Re: Introducing springs to a point/face as a boundary condition

Post by mika »

MoTN wrote: 17 Apr 2020, 19:33 are there any reasons why Spring 4 is rotation Y instead of X?
is it the same syntax to include mass points?
Springs and DOFs are enumerated in the same way. To understand the enumeration, the "rotational" DOFs should not be thought of as (approximate) rotations, but in the first place they just give the components of the partial derivative of the displacement field with respect to the normal coordinate, with the components being evaluated with respect to the basis of the global coordinate frame.

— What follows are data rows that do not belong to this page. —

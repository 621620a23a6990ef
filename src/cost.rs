use std::fmt::Debug;
use std::ops::Add;

use ordered_float::OrderedFloat;

/// Distance type accepted by the searches. Must be totally ordered and
/// closed under addition; edge weights are assumed to be nonnegative.
pub trait Cost: Copy + Ord + Add<Output = Self> + Debug {
    const ZERO: Self;
}

macro_rules! impl_cost {
    ($($t:ty),*) => {
        $(impl Cost for $t {
            const ZERO: Self = 0;
        })*
    };
}

impl_cost!(u8, u16, u32, u64, usize, i32, i64);

impl Cost for OrderedFloat<f64> {
    const ZERO: Self = OrderedFloat(0.0);
}

impl Cost for OrderedFloat<f32> {
    const ZERO: Self = OrderedFloat(0.0);
}

#[cfg(test)]
mod tests {
    use super::*;

    #[test]
    fn float_costs_order_totally() {
        let a = OrderedFloat(1.5_f64);
        let b = OrderedFloat(2.0_f64);
        assert!(a < b);
        assert_eq!(OrderedFloat::<f64>::ZERO + a, a);
    }
}
/*
Search state keys.

Grid positions and time-expanded positions are plain `Copy` structs with
structural `Hash`/`Eq`, so they can key the distance table directly. When
every field fits a known number of bits, `pack3` folds three fields into one
integer instead.
*/

#[derive(Debug, Clone, Copy, PartialEq, Eq, Hash, PartialOrd, Ord)]
pub struct Coord {
    pub row: usize,
    pub col: usize,
}

impl Coord {
    pub const fn new(row: usize, col: usize) -> Self {
        Self { row, col }
    }

    /// Orthogonal neighbors that stay inside a `height` x `width` grid.
    pub fn neighbors4(self, height: usize, width: usize) -> Neighbors4 {
        Neighbors4 {
            center: self,
            height,
            width,
            step: 0,
        }
    }

    pub fn manhattan(self, other: Coord) -> usize {
        self.row.abs_diff(other.row) + self.col.abs_diff(other.col)
    }
}

/// Cursor over up, left, down, right, skipping cells outside the grid.
#[derive(Debug, Clone)]
pub struct Neighbors4 {
    center: Coord,
    height: usize,
    width: usize,
    step: u8,
}

impl Iterator for Neighbors4 {
    type Item = Coord;

    fn next(&mut self) -> Option<Coord> {
        let Coord { row, col } = self.center;
        while self.step < 4 {
            let step = self.step;
            self.step += 1;
            let candidate = match step {
                0 if row > 0 => Coord::new(row - 1, col),
                1 if col > 0 => Coord::new(row, col - 1),
                2 if row + 1 < self.height => Coord::new(row + 1, col),
                3 if col + 1 < self.width => Coord::new(row, col + 1),
                _ => continue,
            };
            return Some(candidate);
        }
        None
    }
}

/// A grid position at a point in time, for boards whose free cells change
/// every tick.
#[derive(Debug, Clone, Copy, PartialEq, Eq, Hash, PartialOrd, Ord)]
pub struct TimedCoord {
    pub x: i32,
    pub y: i32,
    pub t: u32,
}

impl TimedCoord {
    pub const fn new(x: i32, y: i32, t: u32) -> Self {
        Self { x, y, t }
    }

    /// Wait in place or step in one of four directions, one tick later.
    pub fn moves(self) -> Moves {
        Moves {
            from: self,
            step: 0,
        }
    }

    /// Grid distance to `other`, ignoring time.
    pub fn manhattan_to(self, other: TimedCoord) -> u32 {
        self.x.abs_diff(other.x) + self.y.abs_diff(other.y)
    }

    pub fn same_cell(self, other: TimedCoord) -> bool {
        self.x == other.x && self.y == other.y
    }
}

#[derive(Debug, Clone)]
pub struct Moves {
    from: TimedCoord,
    step: u8,
}

impl Iterator for Moves {
    type Item = TimedCoord;

    fn next(&mut self) -> Option<TimedCoord> {
        const DELTAS: [(i32, i32); 5] = [(0, 0), (1, 0), (-1, 0), (0, 1), (0, -1)];
        let &(dx, dy) = DELTAS.get(self.step as usize)?;
        self.step += 1;
        let TimedCoord { x, y, t } = self.from;
        Some(TimedCoord::new(x + dx, y + dy, t + 1))
    }

    fn size_hint(&self) -> (usize, Option<usize>) {
        let left = 5 - self.step as usize;
        (left, Some(left))
    }
}

impl ExactSizeIterator for Moves {}

/// Packs three fields of `bits` bits each into one integer, first field in
/// the lowest bits. Fields must fit; this is checked in debug builds.
#[inline]
pub fn pack3(a: u32, b: u32, c: u32, bits: u32) -> u64 {
    debug_assert!(bits > 0 && bits <= 21, "unsupported field width {}", bits);
    let mask = (1u64 << bits) - 1;
    debug_assert!(
        (a as u64) <= mask && (b as u64) <= mask && (c as u64) <= mask,
        "field does not fit in {} bits",
        bits
    );
    (a as u64 & mask) | (b as u64 & mask) << bits | (c as u64 & mask) << (2 * bits)
}

#[inline]
pub fn unpack3(key: u64, bits: u32) -> (u32, u32, u32) {
    let mask = (1u64 << bits) - 1;
    (
        (key & mask) as u32,
        (key >> bits & mask) as u32,
        (key >> (2 * bits) & mask) as u32,
    )
}

#[cfg(test)]
mod tests {
    use super::*;

    #[test]
    fn corner_has_two_neighbors() {
        let n: Vec<Coord> = Coord::new(0, 0).neighbors4(3, 3).collect();
        assert_eq!(n, vec![Coord::new(1, 0), Coord::new(0, 1)]);
    }

    #[test]
    fn center_has_four_neighbors() {
        let n: Vec<Coord> = Coord::new(1, 1).neighbors4(3, 3).collect();
        assert_eq!(
            n,
            vec![
                Coord::new(0, 1),
                Coord::new(1, 0),
                Coord::new(2, 1),
                Coord::new(1, 2)
            ]
        );
    }

    #[test]
    fn neighbors_restart() {
        let cursor = Coord::new(2, 2).neighbors4(3, 3);
        assert_eq!(cursor.clone().count(), 2);
        assert_eq!(cursor.count(), 2);
    }

    #[test]
    fn moves_advance_time() {
        let moves: Vec<TimedCoord> = TimedCoord::new(1, 0, 4).moves().collect();
        assert_eq!(moves.len(), 5);
        assert!(moves.iter().all(|m| m.t == 5));
        assert_eq!(moves[0], TimedCoord::new(1, 0, 5));
        assert_eq!(moves[4], TimedCoord::new(1, -1, 5));
    }

    #[test]
    fn manhattan_ignores_time() {
        let a = TimedCoord::new(1, 0, 3);
        assert_eq!(a.manhattan_to(TimedCoord::new(6, 5, 0)), 10);
        assert_eq!(a.manhattan_to(TimedCoord::new(-2, 0, 9)), 3);
        assert!(a.same_cell(TimedCoord::new(1, 0, 40)));
    }

    #[test]
    fn packed_keys_are_distinct() {
        // Formatted keys would collide here ("1-23" vs "12-3"); packed ones don't.
        assert_ne!(pack3(1, 23, 0, 6), pack3(12, 3, 0, 6));
        assert_eq!(unpack3(pack3(63, 0, 17, 6), 6), (63, 0, 17));
    }
}
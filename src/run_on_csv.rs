use anyhow::{anyhow, Context, Result};
use clap::Parser;
use csv::{ReaderBuilder, Writer};
use heapsearch::baseline::{build_adjacency_list, Adjacency, SspAlgorithm};
use heapsearch::search::shortest_path;
use ordered_float::OrderedFloat;

type Weight = OrderedFloat<f64>;

#[derive(Parser, Debug)]
#[command(name = "csv")]
#[command(about = "Build a graph from a CSV with node_id, neighbor_id and weight per row and run single-source shortest paths.", long_about = None)]
struct Cli {
    /// Path to the .csv file
    #[arg(short, long)]
    csv: String,

    /// Number of runs. Picks a new (deterministic) source id per run (0, 1, 2, 3, ...num_runs).
    #[arg(short, long, default_value_t = 1)]
    num_runs: usize,

    #[arg(short, long, default_value_t = String::from("indexed"))]
    algorithm: String,

    /// Search from node 0 to this node only and print the path
    #[arg(short, long)]
    target: Option<usize>,

    /// Output CSV (node_id, distance) for the run from node 0.
    #[arg(short, long)]
    out: Option<String>,
}

fn parse_csv_and_build_adjacency_list(path: &str) -> Result<Adjacency<Weight>> {
    let mut rdr = ReaderBuilder::new()
        .has_headers(true) // important: skip header line
        .from_path(path)
        .with_context(|| format!("opening {}", path))?;

    let mut edges = Vec::new();

    for (i, result) in rdr.records().enumerate() {
        let record = result?;
        let field = |k: usize| {
            record
                .get(k)
                .ok_or_else(|| anyhow!("record {}: missing column {}", i + 1, k))
        };
        let node_id: usize = field(0)?.trim().parse()?;
        let neighbor_node_id: usize = field(1)?.trim().parse()?;
        let weight: f64 = field(2)?.trim().parse()?;
        if !(weight >= 0.0) {
            return Err(anyhow!("record {}: weight {} is not a nonnegative number", i + 1, weight));
        }
        edges.push((node_id, neighbor_node_id, OrderedFloat(weight)));
    }

    Ok(build_adjacency_list(&edges))
}

fn write_distances(path: &str, dist: &[Option<Weight>]) -> Result<()> {
    let mut wtr = Writer::from_path(path).with_context(|| format!("creating CSV {}", path))?;
    wtr.write_record(["node_id", "distance"])?;
    for (idx, d) in dist.iter().enumerate() {
        if let Some(d) = d {
            wtr.write_record(&[idx.to_string(), format!("{:.6}", d.0)])?;
        }
    }
    wtr.flush()?;
    Ok(())
}

fn main() -> Result<()> {
    let cli = Cli::parse();

    // Set the algorithm.
    let ssp = SspAlgorithm::from(&cli.algorithm).ok_or_else(|| {
        anyhow!(
            "Algorithm not found for input string: {}, possible options are: (\"indexed\", \"lazy\", \"orx\")",
            cli.algorithm
        )
    })?;

    let adj = parse_csv_and_build_adjacency_list(&cli.csv)?;
    let edge_count: usize = adj.iter().map(Vec::len).sum();
    println!("Graph: {} nodes, {} directed edges", adj.len(), edge_count);

    if let Some(target) = cli.target {
        let reached = shortest_path(
            [(0usize, OrderedFloat(0.0))],
            |&u: &usize| adj[u].iter().copied(),
            |&u| u == target,
        )
        .with_context(|| format!("searching from 0 to {}", target))?;
        println!("Settled {} nodes", reached.settled);
        let path: Vec<String> = reached.path.iter().map(usize::to_string).collect();
        println!("Path: {}", path.join(" -> "));
        println!("Distance: {:.6}", reached.distance.0);
        return Ok(());
    }

    let mut duration_millis = Vec::new();
    for src_idx in 0..cli.num_runs.min(adj.len()) {
        use std::time::SystemTime;
        let now = SystemTime::now();
        let dist = ssp.run(&adj, src_idx);
        if let Ok(elapsed) = now.elapsed() {
            duration_millis.push(elapsed.as_secs_f64() * 1000.0);
        }

        if src_idx == 0 {
            let reachable = dist.iter().filter(|d| d.is_some()).count();
            println!("Reachable from 0: {}", reachable);
            if let Some(out_path) = &cli.out {
                write_distances(out_path, &dist)?;
                println!("Wrote distances for {} nodes to {}", reachable, out_path);
            }
        }
    }
    println!("{:?}", duration_millis);

    Ok(())
}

It follows that in the case of your model the fourth DOF (the directional derivative component along the X-axis) tends to create a rotation around the Y-axis, while the fifth DOF (the directional derivative component along the Y-axis) tends to create a rotation around the X-axis. Here the sixth DOF is not a rotation at all, but is the normal strain. Thus the physical interpretation of "Spring 6" would be some reaction disturbing the free straining of the shell normal according to the basic energy principle, which far from clamped edges tends to produce the state of vanishing normal stress.

If you associate "masses" (mass moments of inertia) with "rotational" DOFs, masses and DOFs are also enumerated in the same way. For example "Mass 4" would tend to add inertia with respect to a rotation around the Y-axis.

-- Mika
mika
Posts: 230
Joined: 15 Sep 2009, 07:44

Re: Introducing springs to a point/face as a boundary condition

Post by mika »

I just write to mention that the utility to add springs and masses is finally documented in the section "Adding pointwise springs and masses" of Elmer Models Manual

http://www.nic.funet.fi/pub/sci/physics ... Manual.pdf

Any new functionality hasn't been added recently, so the documentation was only done as a new thing.